If a line in the data below contains "format", copy it.

-=-=-=-=-

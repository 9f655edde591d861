use crate::domain::booking::CapturePolicy;
use crate::domain::money::FeeRate;
use crate::domain::otp::OtpPolicy;
use crate::error::{BookingError, Result};
use chrono::Duration;
use rust_decimal::Decimal;
use serde::{Deserialize, Serialize};
use std::path::Path;
use std::str::FromStr;

/// Longest lifetime a verification code may be configured with.
pub const MAX_OTP_TTL_SECS: u64 = 24 * 60 * 60;

/// Deployment-level knobs of the booking core.
#[derive(Debug, Clone, PartialEq, Serialize, Deserialize)]
#[serde(default, deny_unknown_fields)]
pub struct BookingConfig {
    /// How long an issued verification code stays valid, in seconds.
    pub otp_ttl_secs: u64,
    /// Wrong codes tolerated before a challenge is exhausted.
    pub otp_max_attempts: u8,
    pub platform_fee_rate: FeeRate,
    pub capture_policy: CapturePolicy,
    /// Reload-and-retry rounds after losing an optimistic write.
    pub max_save_retries: u32,
}

impl Default for BookingConfig {
    fn default() -> Self {
        Self {
            otp_ttl_secs: 30 * 60,
            otp_max_attempts: 5,
            platform_fee_rate: FeeRate::default(),
            capture_policy: CapturePolicy::AtCreation,
            max_save_retries: 3,
        }
    }
}

impl BookingConfig {
    pub fn from_json_file<P: AsRef<Path>>(path: P) -> Result<Self> {
        let raw = std::fs::read_to_string(path)?;
        let config: Self = serde_json::from_str(&raw)
            .map_err(|e| BookingError::Validation(format!("Invalid configuration: {e}")))?;
        config.validate()?;
        Ok(config)
    }

    /// Defaults overridden by `BOOKING_*` environment variables.
    pub fn from_env() -> Result<Self> {
        Self::default().with_overrides(|key| std::env::var(key).ok())
    }

    pub fn with_overrides<F>(mut self, lookup: F) -> Result<Self>
    where
        F: Fn(&str) -> Option<String>,
    {
        if let Some(value) = lookup("BOOKING_OTP_TTL_SECS") {
            self.otp_ttl_secs = parse("BOOKING_OTP_TTL_SECS", &value)?;
        }
        if let Some(value) = lookup("BOOKING_OTP_MAX_ATTEMPTS") {
            self.otp_max_attempts = parse("BOOKING_OTP_MAX_ATTEMPTS", &value)?;
        }
        if let Some(value) = lookup("BOOKING_PLATFORM_FEE_RATE") {
            let rate: Decimal = parse("BOOKING_PLATFORM_FEE_RATE", &value)?;
            self.platform_fee_rate = FeeRate::new(rate)?;
        }
        if let Some(value) = lookup("BOOKING_CAPTURE_POLICY") {
            self.capture_policy = value.parse()?;
        }
        if let Some(value) = lookup("BOOKING_MAX_SAVE_RETRIES") {
            self.max_save_retries = parse("BOOKING_MAX_SAVE_RETRIES", &value)?;
        }
        self.validate()?;
        Ok(self)
    }

    pub fn validate(&self) -> Result<()> {
        if self.otp_ttl_secs == 0 {
            return Err(BookingError::Validation(
                "otp_ttl_secs must be positive".to_string(),
            ));
        }
        if self.otp_max_attempts == 0 {
            return Err(BookingError::Validation(
                "otp_max_attempts must be positive".to_string(),
            ));
        }
        if self.otp_ttl_secs > MAX_OTP_TTL_SECS {
            return Err(BookingError::Validation(format!(
                "otp_ttl_secs must not exceed {MAX_OTP_TTL_SECS}"
            )));
        }
        Ok(())
    }

    pub fn otp_policy(&self) -> Result<OtpPolicy> {
        let ttl = i64::try_from(self.otp_ttl_secs)
            .ok()
            .and_then(Duration::try_seconds)
            .ok_or_else(|| BookingError::Validation("otp_ttl_secs is out of range".to_string()))?;
        Ok(OtpPolicy {
            ttl,
            max_attempts: self.otp_max_attempts,
        })
    }
}

fn parse<T: FromStr>(key: &str, value: &str) -> Result<T> {
    value
        .trim()
        .parse()
        .map_err(|_| BookingError::Validation(format!("{key} has an invalid value '{value}'")))
}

-=-=-=-=-

# [RESPONSE TO THE TASK]
            .map_err(|e| BookingError::Validation(format!("Invalid configuration: {e}")))?;
            return Err(BookingError::Validation(format!(
        .map_err(|_| BookingError::Validation(format!("{key} has an invalid value '{value}'")))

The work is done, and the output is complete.